Wednesday, April 23, 2014

G6 - time to clean up your act

Not that my saying so will make any difference, but someone needs to step up to the plate and tell the G6 Alliance to clean up its act.

In addition to the usual array of well found HAPAG-Lloyd and OOCL ships, the G6 Alliance has been sending in some junkers recently - almost every one of which has had some sort of incident while in Halifax.
After today's episode - which may or may not make the news - it is time that the G6 was put on notice that they are taking too many risks with these ships.

My sources tell me that the MOL Paramount had a control issue near the Macdonald bridge and HMC Dockyard. From what I can determine, it seems that the ship strayed off into the Dockyard's security zone and was only brought under control by the forward tug pushing its bow back on course. Had the security fence been in place it would almost certainly have got tangled up in it.

Even the best of ships occasionally have issues, but the older the ship and the less well maintained it is, the more likely it is to have problems. One prominent container line that does not presently call in Halifax certainly exemplifies this. Its older ships are frequently in the news with disastrous consequences.

I fear that with the trickle down principal in full swing, bigger, older ships are being supplanted on major trade routes, and bumped down into ports like Halifax. The post Panamax types are particularly likely to be bumped by the new super ships, and these are exactly the type that we have been seeing lately, in the junker category.

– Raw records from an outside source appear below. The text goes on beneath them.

//! MiniC source emitter.
//!
//! Every node renders itself through [`Display`]. Statements end with a
//! newline and nested blocks are indented by four spaces per level.
//!
//! Parentheses are never stored in the tree, so they are put back
//! conservatively: an operand that is itself a binary operation is always
//! parenthesized, whatever the relative precedence of the two operators.
//! The output may carry redundant parentheses but always re-parses to the
//! same tree.

use std::fmt::{Display, Formatter, Result, Write};

use indenter::indented;

use super::escape::{write_escaped_char, write_escaped_str};
use super::*;

const INDENT: &str = "    ";

/// Render a program as MiniC source text.
pub fn emit(program: &Program) -> String {
    program.to_string()
}

impl Display for Program {
    fn fmt(&self, f: &mut Formatter<'_>) -> Result {
        for (i, decl) in self.decls.iter().enumerate() {
            if i != 0 {
                writeln!(f)?;
            }
            writeln!(f, "{}", decl)?;
        }
        Ok(())
    }
}

impl Display for FunctionDef {
    fn fmt(&self, f: &mut Formatter<'_>) -> Result {
        write!(f, "{} {}(", self.ret_ty, self.name)?;
        for (i, param) in self.params.iter().enumerate() {
            if i != 0 {
                write!(f, ", ")?;
            }
            write!(f, "{}", param)?;
        }
        write!(f, ") {}", self.body)
    }
}

impl Display for Param {
    fn fmt(&self, f: &mut Formatter<'_>) -> Result {
        write!(f, "{} {}", self.ty, self.name)
    }
}

impl Display for Type {
    fn fmt(&self, f: &mut Formatter<'_>) -> Result {
        match self {
            Type::Int => write!(f, "int"),
            Type::Char => write!(f, "char"),
            Type::Bool => write!(f, "bool"),
        }
    }
}

impl Display for Block {
    fn fmt(&self, f: &mut Formatter<'_>) -> Result {
        writeln!(f, "{{")?;
        for stmt in &self.stmts {
            let mut f = indented(f).with_str(INDENT);
            write!(f, "{}", stmt)?;
        }
        write!(f, "}}")
    }
}

/// Declarations print without the terminating `;`, so that the same
/// rendering serves a statement and a `for` init clause.
impl Display for VarDecl {
    fn fmt(&self, f: &mut Formatter<'_>) -> Result {
        write!(f, "{} {}", self.ty, self.name)?;
        if let Some(init) = &self.init {
            write!(f, " = {}", init)?;
        }
        Ok(())
    }
}

impl Display for Stmt {
    fn fmt(&self, f: &mut Formatter<'_>) -> Result {
        match self {
            Stmt::VarDecl(decl) => writeln!(f, "{};", decl),
            Stmt::Expr(expr) => writeln!(f, "{};", expr),
            Stmt::Block(block) => writeln!(f, "{}", block),
            Stmt::If(stmt) => write!(f, "{}", stmt),
            Stmt::While(stmt) => write!(f, "{}", stmt),
            Stmt::For(stmt) => write!(f, "{}", stmt),
            Stmt::Return(stmt) => write!(f, "{}", stmt),
        }
    }
}

impl Display for If {
    fn fmt(&self, f: &mut Formatter<'_>) -> Result {
        write!(f, "if ({})", self.cond)?;
        fmt_branch(f, &self.then)?;
        let Some(els) = &self.els else {
            return end_branch(f, &self.then);
        };

        if is_block(&self.then) {
            write!(f, " else")?;
        } else {
            write!(f, "else")?;
        }
        match &els.node {
            // `else if` stays on one line; the nested `if` ends its own line.
            Stmt::If(nested) => write!(f, " {}", nested),
            _ => {
                fmt_branch(f, els)?;
                end_branch(f, els)
            }
        }
    }
}

impl Display for While {
    fn fmt(&self, f: &mut Formatter<'_>) -> Result {
        write!(f, "while ({})", self.cond)?;
        fmt_branch(f, &self.body)?;
        end_branch(f, &self.body)
    }
}

impl Display for For {
    fn fmt(&self, f: &mut Formatter<'_>) -> Result {
        write!(f, "for (")?;
        match &self.init {
            Some(ForInit::VarDecl(decl)) => write!(f, "{}", decl)?,
            Some(ForInit::Expr(expr)) => write!(f, "{}", expr)?,
            None => {}
        }
        write!(f, ";")?;
        if let Some(cond) = &self.cond {
            write!(f, " {}", cond)?;
        }
        write!(f, ";")?;
        if let Some(update) = &self.update {
            write!(f, " {}", update)?;
        }
        write!(f, ")")?;
        fmt_branch(f, &self.body)?;
        end_branch(f, &self.body)
    }
}

impl Display for Return {
    fn fmt(&self, f: &mut Formatter<'_>) -> Result {
        match &self.expr {
            Some(expr) => writeln!(f, "return {};", expr),
            None => writeln!(f, "return;"),
        }
    }
}

fn is_block(stmt: &Loc<Stmt>) -> bool {
    matches!(stmt.node, Stmt::Block(_))
}

/// Write the body of a control statement.
///
/// A block opens on the current line; any other statement moves to the
/// next line, one level deeper, and ends that line itself.
fn fmt_branch(f: &mut Formatter<'_>, body: &Loc<Stmt>) -> Result {
    match &body.node {
        Stmt::Block(block) => write!(f, " {}", block),
        stmt => {
            writeln!(f)?;
            write!(indented(f).with_str(INDENT), "{}", stmt)
        }
    }
}

/// Terminate the line after the last branch of a control statement.
fn end_branch(f: &mut Formatter<'_>, body: &Loc<Stmt>) -> Result {
    if is_block(body) {
        writeln!(f)?;
    }
    Ok(())
}

impl Expr {
    /// Whether the expression needs parentheses as an operand.
    fn needs_parens(&self) -> bool {
        matches!(self, Expr::Binary(_) | Expr::Assign(_))
    }

    fn fmt_operand(&self, f: &mut Formatter<'_>) -> Result {
        if self.needs_parens() {
            write!(f, "({})", self)
        } else {
            write!(f, "{}", self)
        }
    }
}

impl Display for Expr {
    fn fmt(&self, f: &mut Formatter<'_>) -> Result {
        match self {
            Expr::Assign(assign) => write!(f, "{}", assign),
            Expr::Call(call) => write!(f, "{}", call),
            Expr::Binary(BinaryExpr { op, lhs, rhs }) => {
                lhs.fmt_operand(f)?;
                write!(f, " {} ", op)?;
                rhs.fmt_operand(f)
            }
            Expr::Unary(UnaryExpr { op, expr }) => {
                write!(f, "{}", op)?;
                expr.fmt_operand(f)
            }
            Expr::Ident(ident) => write!(f, "{}", ident),
            Expr::Literal(lit) => write!(f, "{}", lit),
        }
    }
}

impl Display for Assignment {
    fn fmt(&self, f: &mut Formatter<'_>) -> Result {
        self.lval.fmt_operand(f)?;
        write!(f, " = {}", self.rval)
    }
}

impl Display for FunctionCall {
    fn fmt(&self, f: &mut Formatter<'_>) -> Result {
        write!(f, "{}(", self.name)?;
        for (i, arg) in self.args.iter().enumerate() {
            if i != 0 {
                write!(f, ", ")?;
            }
            write!(f, "{}", arg)?;
        }
        write!(f, ")")
    }
}

impl Display for Literal {
    fn fmt(&self, f: &mut Formatter<'_>) -> Result {
        match self {
            Literal::Number(n) => write!(f, "{}", n),
            Literal::Char(c) => {
                f.write_char('\'')?;
                write_escaped_char(f, c.node)?;
                f.write_char('\'')
            }
            Literal::Str(s) => {
                f.write_char('"')?;
                write_escaped_str(f, &s.node)?;
                f.write_char('"')
            }
            Literal::Bool(b) => write!(f, "{}", b),
        }
    }
}

impl Display for UnaryOp {
    fn fmt(&self, f: &mut Formatter<'_>) -> Result {
        match self {
            UnaryOp::Pos => write!(f, "+"),
            UnaryOp::Neg => write!(f, "-"),
            UnaryOp::Not => write!(f, "!"),
        }
    }
}

impl Display for BinaryOp {
    fn fmt(&self, f: &mut Formatter<'_>) -> Result {
        match self {
            BinaryOp::Add => write!(f, "+"),
            BinaryOp::Sub => write!(f, "-"),
            BinaryOp::Mul => write!(f, "*"),
            BinaryOp::Div => write!(f, "/"),
            BinaryOp::Mod => write!(f, "%"),
            BinaryOp::Eq => write!(f, "=="),
            BinaryOp::Ne => write!(f, "!="),
            BinaryOp::Lt => write!(f, "<"),
            BinaryOp::Le => write!(f, "<="),
            BinaryOp::Gt => write!(f, ">"),
            BinaryOp::Ge => write!(f, ">="),
            BinaryOp::LAnd => write!(f, "&&"),
            BinaryOp::LOr => write!(f, "||"),
        }
    }
}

There is a vast over supply of container ships today, due to reduced trade. Owners are running close to the bone to try to save every penny, and stay in business. They are slow steaming to save money on fuel, but ruining the ship's engines as a result. Desperate measures will certainly lead to more accidents and incidents.

The first thing that must be done its to force all post-Panamax ships to have tethered stern escorts in bound and outbound (which they generally do) and to have the bow tug tethered also, from checkpoint 9 to 10 (that is the ferry track to Bedford Basin, thus all the way through the Narrows - inbound and out. 

Secondly, the inspectors need to be all over these junkers and detain them for deficiencies. Container lines hate to lose time, and nowadays they are just trying to survive. Having a ship detained for several days might get the message out.

Thirdly, the lines should be put on notice that sub-standard ships, or ships that had incidents will be banned from future calls in Halifax. This may sound extreme, but there are lots of ships to chose from in the world, and well maintained ones should be rewarded by getting the work. The sooner the junkers are sent off to the scrap yard the sooner the glut of ships will be reduced.

So what happens when trade picks up and new ships will be needed and we won't have enough? My answer:  Safety First - Greed Second.


Mainport Pine

A new type of ship will be making its first appearance in Halifax today. Built along the lines of an offshore supply vessel, it is specially fitted out to support offshore seismic research.
Named Mainport Pine  it will provide fuel, stores, and crew changes for seismic ships. It can also  perform a variety of other chores that will allow the seismic ships to remain on station for extended periods, without costly returns to port.
Due to today's delightful fog, photos are unlikely to be too revealing, but the ship's owner has provided a great spec sheet, which can be found at:

www.mainport.ie/wp-content/uploads/2014/01/Pine.pdf

Recently delivered from a shipyard in Malaysia, the ship is arriving via Capetown and Walvis Bay, South Africa.

Tuesday, April 22, 2014

Bahri Jeddah

Delivered to the National Shipping Company of Saudi Arabia on January 9, 2014 by Hyundai Mipo in Ulsan South Korea, Saudi Jeddah is number five of six new ConRos for the line.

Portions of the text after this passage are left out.